**REQUIRED ACTION:**
Copy the complete listing that follows, letter for letter.

**EXERCISE DATA:**
//! Property-Based Tests
//!
//! Uses proptest to check key derivation, page normalization, content hashing
//! and store round trips over generated inputs.

use proptest::prelude::*;
use std::sync::Arc;
use std::time::Duration;

use crate::backend::{Backend, MemoryStore, Ttl};
use crate::manager::Manager;
use crate::pagination::{content_hash, derive_key, Filters, PaginationParams, MAX_PAGE_SIZE};

// == Strategies ==
fn resource_strategy() -> impl Strategy<Value = String> {
    "[a-z]{1,12}"
}

fn filters_strategy() -> impl Strategy<Value = Vec<(String, i64)>> {
    prop::collection::btree_map("[a-z]{1,8}", any::<i64>(), 0..6)
        .prop_map(|map| map.into_iter().collect())
}

fn to_filters(pairs: &[(String, i64)]) -> Filters {
    pairs
        .iter()
        .map(|(name, value)| (name.clone(), serde_json::json!(value)))
        .collect()
}

proptest! {
    #![proptest_config(ProptestConfig::with_cases(100))]

    // Inserting filters in any order yields the same key
    #[test]
    fn prop_derive_key_ignores_filter_order(
        resource in resource_strategy(),
        pairs in filters_strategy(),
        page in 1i64..50,
        size in 1i64..MAX_PAGE_SIZE,
    ) {
        let params = PaginationParams::new(page, size);
        let forward = to_filters(&pairs);
        let mut reversed_pairs = pairs.clone();
        reversed_pairs.reverse();
        let reversed = to_filters(&reversed_pairs);

        prop_assert_eq!(
            derive_key(&resource, &forward, params),
            derive_key(&resource, &reversed, params)
        );
    }

    // Different pages of the same query never collide
    #[test]
    fn prop_derive_key_distinguishes_pages(
        resource in resource_strategy(),
        pairs in filters_strategy(),
        page in 1i64..50,
        size in 1i64..MAX_PAGE_SIZE,
    ) {
        let filters = to_filters(&pairs);
        let a = derive_key(&resource, &filters, PaginationParams::new(page, size));
        let b = derive_key(&resource, &filters, PaginationParams::new(page + 1, size));
        prop_assert_ne!(a, b);
    }

    // Every derived key starts with the prefix invalidation deletes by
    #[test]
    fn prop_derive_key_is_under_resource_prefix(
        resource in resource_strategy(),
        pairs in filters_strategy(),
        page in any::<i64>(),
        size in any::<i64>(),
    ) {
        let key = derive_key(&resource, &to_filters(&pairs), PaginationParams::new(page, size));
        let prefix = format!("{}:", resource);
        prop_assert!(key.starts_with(&prefix));
    }

    // Normalization is idempotent and lands in range
    #[test]
    fn prop_normalize_idempotent_and_clamped(page in any::<i64>(), size in any::<i64>()) {
        let once = PaginationParams::new(page, size).normalize();
        prop_assert_eq!(once, once.normalize());
        prop_assert!(once.page >= 1);
        prop_assert!(once.page_size >= 1 && once.page_size <= MAX_PAGE_SIZE);
    }

    // The hash depends on the data alone
    #[test]
    fn prop_content_hash_is_deterministic(data in prop::collection::vec(any::<i32>(), 0..40)) {
        let first = content_hash(&data).unwrap();
        let second = content_hash(&data.clone()).unwrap();
        prop_assert_eq!(first.len(), 64);
        prop_assert_eq!(first, second);
    }

    // A stored value reads back unchanged
    #[test]
    fn prop_memory_round_trip(key in "[a-zA-Z0-9_:]{1,32}", value in prop::collection::vec(any::<u8>(), 0..128)) {
        let store = MemoryStore::new(Duration::from_secs(60));
        let read = tokio_test::block_on(async {
            store.set(&key, value.clone(), Ttl::Default).await.unwrap();
            store.get(&key).await.unwrap()
        });
        prop_assert_eq!(read, Some(value));
    }

    // Typed values survive the manager's encode/decode
    #[test]
    fn prop_manager_typed_round_trip(key in "[a-z]{1,16}", id in any::<i64>(), name in "[A-Za-z ]{0,24}") {
        let manager = Manager::with_backend(
            Arc::new(MemoryStore::new(Duration::from_secs(60))),
            Duration::from_secs(60),
        );
        let value = (id, name);
        let read: Option<(i64, String)> = tokio_test::block_on(async {
            manager.set(&key, &value, Duration::ZERO).await.unwrap();
            manager.get(&key).await.unwrap()
        });
        prop_assert_eq!(read, Some(value));
    }
}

**RESPONSE BELOW:**
//! Property-Based Tests
//!
//! Uses proptest to check key derivation, page normalization, content hashing
//! and store round trips over generated inputs.

use proptest::prelude::*;
use std::sync::Arc;
use std::time::Duration;

use crate::backend::{Backend, MemoryStore, Ttl};
use crate::manager::Manager;
use crate::pagination::{content_hash, derive_key, Filters, PaginationParams, MAX_PAGE_SIZE};

// == Strategies ==
fn resource_strategy() -> impl Strategy<Value = String> {
    "[a-z]{1,12}"
}

fn filters_strategy() -> impl Strategy<Value = Vec<(String, i64)>> {
    prop::collection::btree_map("[a-z]{1,8}", any::<i64>(), 0..6)
        .prop_map(|map| map.into_iter().collect())
}

fn to_filters(pairs: &[(String, i64)]) -> Filters {
    pairs
        .iter()
        .map(|(name, value)| (name.clone(), serde_json::json!(value)))
        .collect()
}

proptest! {
    #![proptest_config(ProptestConfig::with_cases(100))]

    // Inserting filters in any order yields the same key
    #[test]
    fn prop_derive_key_ignores_filter_order(
        resource in resource_strategy(),
        pairs in filters_strategy(),
        page in 1i64..50,
        size in 1i64..MAX_PAGE_SIZE,
    ) {
        let params = PaginationParams::new(page, size);
        let forward = to_filters(&pairs);
        let mut reversed_pairs = pairs.clone();
        reversed_pairs.reverse();
        let reversed = to_filters(&reversed_pairs);

        prop_assert_eq!(
            derive_key(&resource, &forward, params),
            derive_key(&resource, &reversed, params)
        );
    }

    // Different pages of the same query never collide
    #[test]
    fn prop_derive_key_distinguishes_pages(
        resource in resource_strategy(),
        pairs in filters_strategy(),
        page in 1i64..50,
        size in 1i64..MAX_PAGE_SIZE,
    ) {
        let filters = to_filters(&pairs);
        let a = derive_key(&resource, &filters, PaginationParams::new(page, size));
        let b = derive_key(&resource, &filters, PaginationParams::new(page + 1, size));
        prop_assert_ne!(a, b);
    }

    // Every derived key starts with the prefix invalidation deletes by
    #[test]
    fn prop_derive_key_is_under_resource_prefix(
        resource in resource_strategy(),
        pairs in filters_strategy(),
        page in any::<i64>(),
        size in any::<i64>(),
    ) {
        let key = derive_key(&resource, &to_filters(&pairs), PaginationParams::new(page, size));
        let prefix = format!("{}:", resource);
        prop_assert!(key.starts_with(&prefix));
    }

    // Normalization is idempotent and lands in range
    #[test]
    fn prop_normalize_idempotent_and_clamped(page in any::<i64>(), size in any::<i64>()) {
        let once = PaginationParams::new(page, size).normalize();
        prop_assert_eq!(once, once.normalize());
        prop_assert!(once.page >= 1);
        prop_assert!(once.page_size >= 1 && once.page_size <= MAX_PAGE_SIZE);
    }

    // The hash depends on the data alone
    #[test]
    fn prop_content_hash_is_deterministic(data in prop::collection::vec(any::<i32>(), 0..40)) {
        let first = content_hash(&data).unwrap();
        let second = content_hash(&data.clone()).unwrap();
        prop_assert_eq!(first.len(), 64);
        prop_assert_eq!(first, second);
    }

    // A stored value reads back unchanged
    #[test]
    fn prop_memory_round_trip(key in "[a-zA-Z0-9_:]{1,32}", value in prop::collection::vec(any::<u8>(), 0..128)) {
        let store = MemoryStore::new(Duration::from_secs(60));
        let read = tokio_test::block_on(async {
            store.set(&key, value.clone(), Ttl::Default).await.unwrap();
            store.get(&key).await.unwrap()
        });
        prop_assert_eq!(read, Some(value));
    }

    // Typed values survive the manager's encode/decode
    #[test]
    fn prop_manager_typed_round_trip(key in "[a-z]{1,16}", id in any::<i64>(), name in "[A-Za-z ]{0,24}") {
        let manager = Manager::with_backend(
            Arc::new(MemoryStore::new(Duration::from_secs(60))),
            Duration::from_secs(60),
        );
        let value = (id, name);
        let read: Option<(i64, String)> = tokio_test::block_on(async {
            manager.set(&key, &value, Duration::ZERO).await.unwrap();
            manager.get(&key).await.unwrap()
        });
        prop_assert_eq!(read, Some(value));
    }
}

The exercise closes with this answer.